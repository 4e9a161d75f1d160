//! Response envelopes

use serde::Deserialize;
use serde::Deserializer;

/// A `{"value": ...}` envelope.
///
/// Accepts both the `@odata.nextLink` (v2) and `odata.nextLink` (v1)
/// annotation names.
#[derive(Debug, Clone, Deserialize)]
pub struct ODataResponse<T> {
    /// The payload.
    pub value: T,
    /// Link to the next page, relative to the service root.
    #[serde(rename = "@odata.nextLink", alias = "odata.nextLink", default)]
    pub next_link: Option<String>,
}

/// A page of rows with the total count of matching rows.
///
/// Returned by inline-count queries (`$inlinecount=allpages`).
///
/// # Example
///
/// ```
/// use b1_lib::response::Collection;
///
/// let json = r#"{"odata.count": "2", "value": [1, 2]}"#;
/// let page: Collection<i32> = serde_json::from_str(json).unwrap();
/// assert_eq!(page.count, 2);
/// assert_eq!(page.value, vec![1, 2]);
/// ```
#[derive(Debug, Clone, Deserialize)]
pub struct Collection<T> {
    /// Total number of matching rows on the server.
    #[serde(
        rename = "@odata.count",
        alias = "odata.count",
        default,
        deserialize_with = "count_from_number_or_string"
    )]
    pub count: u64,
    /// The rows of this page.
    #[serde(default = "Vec::new")]
    pub value: Vec<T>,
    /// Link to the next page, relative to the service root.
    #[serde(rename = "@odata.nextLink", alias = "odata.nextLink", default)]
    pub next_link: Option<String>,
}

impl<T> Collection<T> {
    /// Returns `true` if more pages are available.
    pub fn has_more(&self) -> bool {
        self.next_link.is_some()
    }
}

/// v1 sends the count as a string, v2 as a number.
fn count_from_number_or_string<'de, D: Deserializer<'de>>(deserializer: D) -> Result<u64, D::Error> {
    #[derive(Deserialize)]
    #[serde(untagged)]
    enum Count {
        Number(u64),
        Text(String),
    }

    match Count::deserialize(deserializer)? {
        Count::Number(n) => Ok(n),
        Count::Text(s) => s.trim().parse().map_err(serde::de::Error::custom),
    }
}

/// Parses a plain-text `$count` body.
pub(crate) fn parse_count(body: &str) -> Option<u64> {
    body.trim().trim_start_matches('\u{feff}').parse().ok()
}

+ + + +

YOUR TASK: Each line of the data is to be restated exactly.

YOUR RESPONSE:
repository 4e9a161d75f1d160
//! Response envelopes

use serde::Deserialize;
use serde::Deserializer;

/// A `{"value": ...}` envelope.
///
/// Accepts both the `@odata.nextLink` (v2) and `odata.nextLink` (v1)
/// annotation names.
#[derive(Debug, Clone, Deserialize)]
pub struct ODataResponse<T> {
    /// The payload.
    pub value: T,
    /// Link to the next page, relative to the service root.
    #[serde(rename = "@odata.nextLink", alias = "odata.nextLink", default)]
    pub next_link: Option<String>,
}

/// A page of rows with the total count of matching rows.
///
/// Returned by inline-count queries (`$inlinecount=allpages`).
///
/// # Example
///
/// ```
/// use b1_lib::response::Collection;
///
/// let json = r#"{"odata.count": "2", "value": [1, 2]}"#;
/// let page: Collection<i32> = serde_json::from_str(json).unwrap();
/// assert_eq!(page.count, 2);
/// assert_eq!(page.value, vec![1, 2]);
/// ```
#[derive(Debug, Clone, Deserialize)]
pub struct Collection<T> {
    /// Total number of matching rows on the server.
    #[serde(
        rename = "@odata.count",
        alias = "odata.count",
        default,
        deserialize_with = "count_from_number_or_string"
    )]
    pub count: u64,
    /// The rows of this page.
    #[serde(default = "Vec::new")]
    pub value: Vec<T>,
    /// Link to the next page, relative to the service root.
    #[serde(rename = "@odata.nextLink", alias = "odata.nextLink", default)]
    pub next_link: Option<String>,
}

impl<T> Collection<T> {
    /// Returns `true` if more pages are available.
    pub fn has_more(&self) -> bool {
        self.next_link.is_some()
    }
}

/// v1 sends the count as a string, v2 as a number.
fn count_from_number_or_string<'de, D: Deserializer<'de>>(deserializer: D) -> Result<u64, D::Error> {
    #[derive(Deserialize)]
    #[serde(untagged)]
    enum Count {
        Number(u64),
        Text(String),
    }

    match Count::deserialize(deserializer)? {
        Count::Number(n) => Ok(n),
        Count::Text(s) => s.trim().parse().map_err(serde::de::Error::custom),
    }
}

/// Parses a plain-text `$count` body.
pub(crate) fn parse_count(body: &str) -> Option<u64> {
    body.trim().trim_start_matches('\u{feff}').parse().ok()
}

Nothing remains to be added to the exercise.